Internet-Draft      RPC-Over-RDMA CM Private Messages         March 2017


2.2.  Remote Invalidation

   After an RDMA data transfer operation completes, an RDMA peer can use
   Remote Invalidation to request that the remote peer RNIC invalidate
   an STag associated with the data transfer [RFC5042].

   An RDMA consumer requests Remote Invalidation by posting an RDMA Send
   With Invalidate Work Request in place of an RDMA Send Work Request.
   The RDMA Send With Invalidate carries the R_key value of the STag to
   invalidate.  Invalidation of that R_key is performed and then
   reported as part of the completion of a waiting Receive Work Request.

   An RPC-over-RDMA responder might use Remote Invalidation when
   replying to an RPC request that provided Read or Write chunks.  The
   requester avoids an extra Work Request, context switch, and interrupt
   to invalidate one chunk as part of completing an RPC transaction.
   The upshot is faster completion of RPC transactions that involve RDMA
   data transfer.

   There are some important caveats which might contraindicate the use
   of Remote Invalidation:

   o  Remote Invalidation is not supported by all RNICs.

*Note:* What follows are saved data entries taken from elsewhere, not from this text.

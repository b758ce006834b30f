use std::collections::HashMap;

use bevy_ecs::prelude::*;

use crate::components::player::CharacterSheet;
use crate::data::districts::{
    builtin_district_catalog, load_default_district_catalog, DistrictCatalog,
    DistrictCatalogError, DistrictDefinition,
};
use crate::registry::repository::{RosterRepository, ShopRegistry};
use crate::rules::home::HomePolicy;
use crate::rules::prosperity::SettlementStats;

/// District configuration shared by every system: the role tables plus the
/// home-assignment policy.
#[derive(Resource, Debug, Clone)]
pub struct DistrictDirectory {
    pub catalog: DistrictCatalog,
    pub home_policy: HomePolicy,
}

impl DistrictDirectory {
    pub fn load_default() -> Result<Self, DistrictCatalogError> {
        Ok(Self {
            catalog: load_default_district_catalog()?,
            home_policy: HomePolicy::default(),
        })
    }
}

impl Default for DistrictDirectory {
    fn default() -> Self {
        Self {
            catalog: builtin_district_catalog(),
            home_policy: HomePolicy::default(),
        }
    }
}

/// Live per-district counts. Resident counts are recomputed from the player
/// entities each tick; shop counts are fed in from the shop registry.
#[derive(Resource, Debug, Clone, Default)]
pub struct SettlementLedger {
    counts: HashMap<String, SettlementStats>,
}

impl SettlementLedger {
    pub fn stats(&self, district_id: &str) -> SettlementStats {
        self.counts.get(district_id).copied().unwrap_or_default()
    }

    pub fn set_residents(&mut self, district_id: &str, residents: i64) {
        self.counts
            .entry(district_id.to_string())
            .or_default()
            .residents = residents;
    }

    pub fn set_shops(&mut self, district_id: &str, shops: i64) {
        self.counts.entry(district_id.to_string()).or_default().shops = shops;
    }
}

/// System: recounts residents per district from the live player entities.
/// Shop counts stay whatever the registry sync last reported.
pub fn resident_count_system(
    directory: Res<DistrictDirectory>,
    players: Query<&CharacterSheet>,
    mut ledger: ResMut<SettlementLedger>,
) {
    for district in &directory.catalog.districts {
        let Some(home) = district.home else {
            continue;
        };
        let residents = players.iter().filter(|sheet| sheet.home == home).count() as i64;
        ledger.set_residents(&district.id, residents);
    }
}

/// Assemble live counts for one district straight from the roster and shop
/// registry. Prosperity inputs are always derived, never read back from a
/// stored score.
pub fn stats_from_registry(
    roster: &dyn RosterRepository,
    shops: &dyn ShopRegistry,
    district: &DistrictDefinition,
) -> Result<SettlementStats, Box<dyn std::error::Error>> {
    let residents = match district.home {
        Some(home) => roster.resident_count(home)?,
        None => 0,
    };
    let shops = shops.shop_count(&district.id)?;
    Ok(SettlementStats { residents, shops })
}

#[cfg(test)]
mod tests {
    use super::*;
    use crate::registry::repository::PlayerRecord;
    use crate::registry::sqlite::SqliteRegistry;
    use crate::rules::home::HomeLocation;

    #[test]
    fn registry_counts_feed_settlement_stats() {
        let registry = SqliteRegistry::open_in_memory().unwrap();
        for player_id in 1..=2 {
            registry
                .upsert_player(&PlayerRecord {
                    player_id,
                    name: format!("west-{}", player_id),
                    age: 20,
                    gold: 500,
                    mental_rank: "C".to_string(),
                    physical_rank: "C".to_string(),
                    job: None,
                    home: HomeLocation::Slums,
                    undifferentiated: false,
                })
                .unwrap();
        }
        registry
            .register_shop("west_district", "Rust & Bolt", None)
            .unwrap();

        let catalog = builtin_district_catalog();
        let west = catalog.district("west_district").unwrap();
        let stats = stats_from_registry(&registry, &registry, west).unwrap();
        assert_eq!(
            stats,
            SettlementStats {
                residents: 2,
                shops: 1
            }
        );

        // Districts with no home tag never count residents.
        let tower = catalog.district("london_tower").unwrap();
        let tower_stats = stats_from_registry(&registry, &registry, tower).unwrap();
        assert_eq!(tower_stats.residents, 0);
    }

    #[test]
    fn ledger_defaults_to_zero_counts() {
        let ledger = SettlementLedger::default();
        assert_eq!(ledger.stats("west_district"), SettlementStats::default());
    }

    #[test]
    fn ledger_updates_keep_other_axis() {
        let mut ledger = SettlementLedger::default();
        ledger.set_residents("west_district", 10);
        ledger.set_shops("west_district", 2);
        let stats = ledger.stats("west_district");
        assert_eq!(stats.residents, 10);
        assert_eq!(stats.shops, 2);
    }
}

   o  Not all RPC-over-RDMA requester implementations can recognize when
      Remote Invalidate has occurred.

   o  Not all RPC-over-RDMA responder implementations can generate RDMA
      Send With Invalidate Work Requests.

   o  An RPC-over-RDMA requester that supports Remote Invalidation may
      choose to use R_keys that must not be invalidated remotely.

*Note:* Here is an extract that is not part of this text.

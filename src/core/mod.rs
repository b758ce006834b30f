pub mod ecs;
pub mod world;

pub use world::{ActionIntent, ActionQueue, CharacterSeed, Game, PlayerSummary, Snapshot};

   o  On one connection, RPC-over-RDMA requesters can mix R_keys that
      may be invalidated remotely with some that must not.

   o  RPC-over-RDMA requesters often register more than one R_key per
      RPC.  In one RPC, they can mix R_keys that may be invalidated
      remotely with some that must not.

   Thus a responder must not employ Remote Invalidation unless it is
   aware of support for it in its own RDMA stack, and on the requester.
   And, without altering the XDR structure of RPC-over-RDMA Version One
   messages, it is not possible to support Remote Invalidation with
   requesters that mix R_keys that may and must not by invalidated
   remotely.





Lever                  Expires September 29, 2017               [Page 4]

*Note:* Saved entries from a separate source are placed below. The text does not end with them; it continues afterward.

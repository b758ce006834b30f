use std::fmt;

use serde::{Deserialize, Serialize};

/// Competence grade on the fixed ladder used for both mental and physical
/// aptitude. Ordering is by `score`, not declaration tricks.
#[derive(Debug, Clone, Copy, PartialEq, Eq, Hash, Serialize, Deserialize)]
pub enum RankTier {
    #[serde(rename = "无", alias = "NONE")]
    Unranked,
    F,
    E,
    D,
    C,
    #[serde(rename = "C+")]
    CPlus,
    B,
    #[serde(rename = "B+")]
    BPlus,
    A,
    #[serde(rename = "A+")]
    APlus,
    S,
    #[serde(rename = "S+")]
    SPlus,
    SS,
    #[serde(rename = "SS+")]
    SSPlus,
    SSS,
}

impl RankTier {
    pub const ALL: [RankTier; 15] = [
        RankTier::Unranked,
        RankTier::F,
        RankTier::E,
        RankTier::D,
        RankTier::C,
        RankTier::CPlus,
        RankTier::B,
        RankTier::BPlus,
        RankTier::A,
        RankTier::APlus,
        RankTier::S,
        RankTier::SPlus,
        RankTier::SS,
        RankTier::SSPlus,
        RankTier::SSS,
    ];

    pub fn score(self) -> u8 {
        match self {
            RankTier::Unranked => 0,
            RankTier::F => 1,
            RankTier::E => 2,
            RankTier::D => 3,
            RankTier::C => 4,
            RankTier::CPlus => 5,
            RankTier::B => 6,
            RankTier::BPlus => 7,
            RankTier::A => 8,
            RankTier::APlus => 9,
            RankTier::S => 10,
            RankTier::SPlus => 11,
            RankTier::SS => 12,
            RankTier::SSPlus => 13,
            RankTier::SSS => 14,
        }
    }

    pub fn label(self) -> &'static str {
        match self {
            RankTier::Unranked => "无",
            RankTier::F => "F",
            RankTier::E => "E",
            RankTier::D => "D",
            RankTier::C => "C",
            RankTier::CPlus => "C+",
            RankTier::B => "B",
            RankTier::BPlus => "B+",
            RankTier::A => "A",
            RankTier::APlus => "A+",
            RankTier::S => "S",
            RankTier::SPlus => "S+",
            RankTier::SS => "SS",
            RankTier::SSPlus => "SS+",
            RankTier::SSS => "SSS",
        }
    }

    pub fn from_label(label: &str) -> Option<RankTier> {
        match label.trim() {
            "无" | "NONE" => Some(RankTier::Unranked),
            "F" => Some(RankTier::F),
            "E" => Some(RankTier::E),
            "D" => Some(RankTier::D),
            "C" => Some(RankTier::C),
            "C+" => Some(RankTier::CPlus),
            "B" => Some(RankTier::B),
            "B+" => Some(RankTier::BPlus),
            "A" => Some(RankTier::A),
            "A+" => Some(RankTier::APlus),
            "S" => Some(RankTier::S),
            "S+" => Some(RankTier::SPlus),
            "SS" => Some(RankTier::SS),
            "SS+" => Some(RankTier::SSPlus),
            "SSS" => Some(RankTier::SSS),
            _ => None,
        }
    }
}

impl fmt::Display for RankTier {
    fn fmt(&self, f: &mut fmt::Formatter<'_>) -> fmt::Result {
        write!(f, "{}", self.label())
    }
}

/// Total scoring over raw wire labels. Absent, empty, and unrecognized labels
/// all score as the weakest tier rather than failing.
pub fn rank_score(label: Option<&str>) -> u8 {
    label
        .and_then(RankTier::from_label)
        .map(RankTier::score)
        .unwrap_or(0)
}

Internet-Draft      RPC-Over-RDMA CM Private Messages         March 2017


   However, it is possible to provide a simple signaling mechanism for a
   requester to indicate it can deal with Remote Invalidation of any
   R_key it presents to a responder.

3.  Private Data Message Format

   With an InfiniBand lower layer, for example, RDMA connection setup
   uses the InfiniBand Connection Manager to establish a Reliable
   Connection [IBTA-IB].  When an RPC-over-RDMA Version One transport
   connection is established, the client (which actively establishes
   connections) and the server (which passively accepts connections) MAY
   populate the CM Private Data field exchanged as part of CM connection
   establishment.

   For RPC-over-RDMA Version One, the CM Private Data field is formatted
   as described in this section.  RPC clients and servers use the same
   format.  If the capacity of the Private Data field is too small to
   contain this message format, or the underlying RDMA transport is not
   managed by a Connection Manager, CM Private Data cannot be used.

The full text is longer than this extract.